Le film propose une entrée progressive au cœur de l’incendie : d’abord par des photographies prises après le drame, puis par des récits, puis par la description très sensible qu’en fait le berger. Comment s’est écrite cette trajectoire ?
Pendant le tournage, le temps était extrêmement humide, sombre et brumeux. En regardant le village, à travers les fumées et les lumières naturelles, on pouvait presque se projeter dans l’incendie. Le film s’est donc beaucoup réécrit au montage : les images rendaient inutiles l’usage d’archives extérieures, car partout, le feu transpirait.
J’avais créé un livre d’images qui mêlaient des photographies que j’avais prises et des archives personnelles des villageois. Il me permettait d’engager un dialogue avec eux. Ce livre a finalement fait partie du film : de ces images prises par les villageois, on progresse vers le présent, un moment plus factuel, pour finalement glisser vers le ressenti, le souvenir encore vivant. Cela tient surtout au témoignage extrêmement touchant de Michel, qui nous plonge au présent dans l’incendie. Ainsi, au fil des conversations, l’image très esthétique qui ouvre le film devient plus terrible. Je ne souhaitais pas « copier » le feu, mais exprimer l’impossibilité de ressentir ce qu’eux ont ressenti.
Au milieu du film, vous demandez à Pascal : « Des gens du village ? » et il répond « Ah, nos légendes ? Ouais, dans chaque village, on a des légendes... » Le fait que vous ayez conservé ce quiproquo témoigne de votre intérêt pour les récits que partage une communauté, et qu’elle réaffirme lors des crises qui lui font éprouver sa fragilité.
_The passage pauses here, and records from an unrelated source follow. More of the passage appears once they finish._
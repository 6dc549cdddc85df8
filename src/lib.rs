//! Content Guard
//!
//! A guardrail engine that sits between end users, a language model and the
//! live content of a public website. Prompts are screened before they reach
//! the model; model replies are validated, sanitized and bounded before they
//! may overwrite the site's featured programs and news.
//!
//! # Features
//!
//! - Categorized threat pattern detection with a generic user-facing message
//! - Per-identity fixed-window rate limiting
//! - Privacy-preserving audit trail (hashes, never raw text)
//! - JSON extraction, field sanitization and structural checks on replies
//! - Change-magnitude bounds that never wipe a live category
//! - MCP stdio server exposing the guard as tools
//!
//! # Quick Start
//!
//! ```bash
//! DATABASE_PATH=./data/content-guard.db ./content-guard
//! ```
//!
//! # Architecture
//!
//! ```text
//!  user prompt ──▶ CommandValidator ──▶ model ──▶ ResponseValidator ──▶ site content
//!                        │                               │
//!                        └────────── AuditTrail ◀────────┘
//!                                        │
//!                                        ▼
//!                                 BlobStore (SQLite)
//! ```
//!
//! # Example
//!
//! ```
//! use std::sync::Arc;
//! use content_guard::content::SiteContent;
//! use content_guard::guard::Guard;
//! use content_guard::storage::MemoryBlobStore;
//!
//! # tokio::runtime::Builder::new_current_thread().build().unwrap().block_on(async {
//! let guard = Guard::with_defaults(Arc::new(MemoryBlobStore::new()));
//!
//! let verdict = guard.validate_command("Add a news item about the open day", Some("editor")).await;
//! assert!(verdict.is_valid);
//!
//! let reply = r#"{"latestNews": [{"title": "Open day", "date": "2024-06-01"}]}"#;
//! let verdict = guard.validate_response(reply, &SiteContent::default(), Some("editor")).await;
//! assert!(verdict.is_valid);
//! assert_eq!(verdict.sanitized_content.latest_news[0].category, "General");
//! # });
//! ```

#![forbid(unsafe_code)]
#![warn(missing_docs)]
#![warn(rustdoc::missing_crate_level_docs)]
#![warn(clippy::all, clippy::pedantic, clippy::nursery)]
#![allow(clippy::module_name_repetitions)]

pub mod audit;
pub mod command;
pub mod config;
pub mod content;
pub mod error;
pub mod guard;
pub mod metrics;
pub mod response;
pub mod server;
pub mod storage;
pub mod traits;

#[cfg(test)]
mod test_utils;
Au village, l’incendie a changé énormément de choses. Ces lieux perchés sur les montagnes corses, à l’histoire très particulière, sont de moins en moins peuplés et vivants. Le film ne portait pas là-dessus, mais je souhaitais que cela transparaisse. Ce moment très fort, un peu magique et un peu drôle, où Pascal me fait découvrir la forêt de son enfance, est un moment suspendu. On ressent la force du lien qui l’unit au village, faisant écho à la tragédie vécue.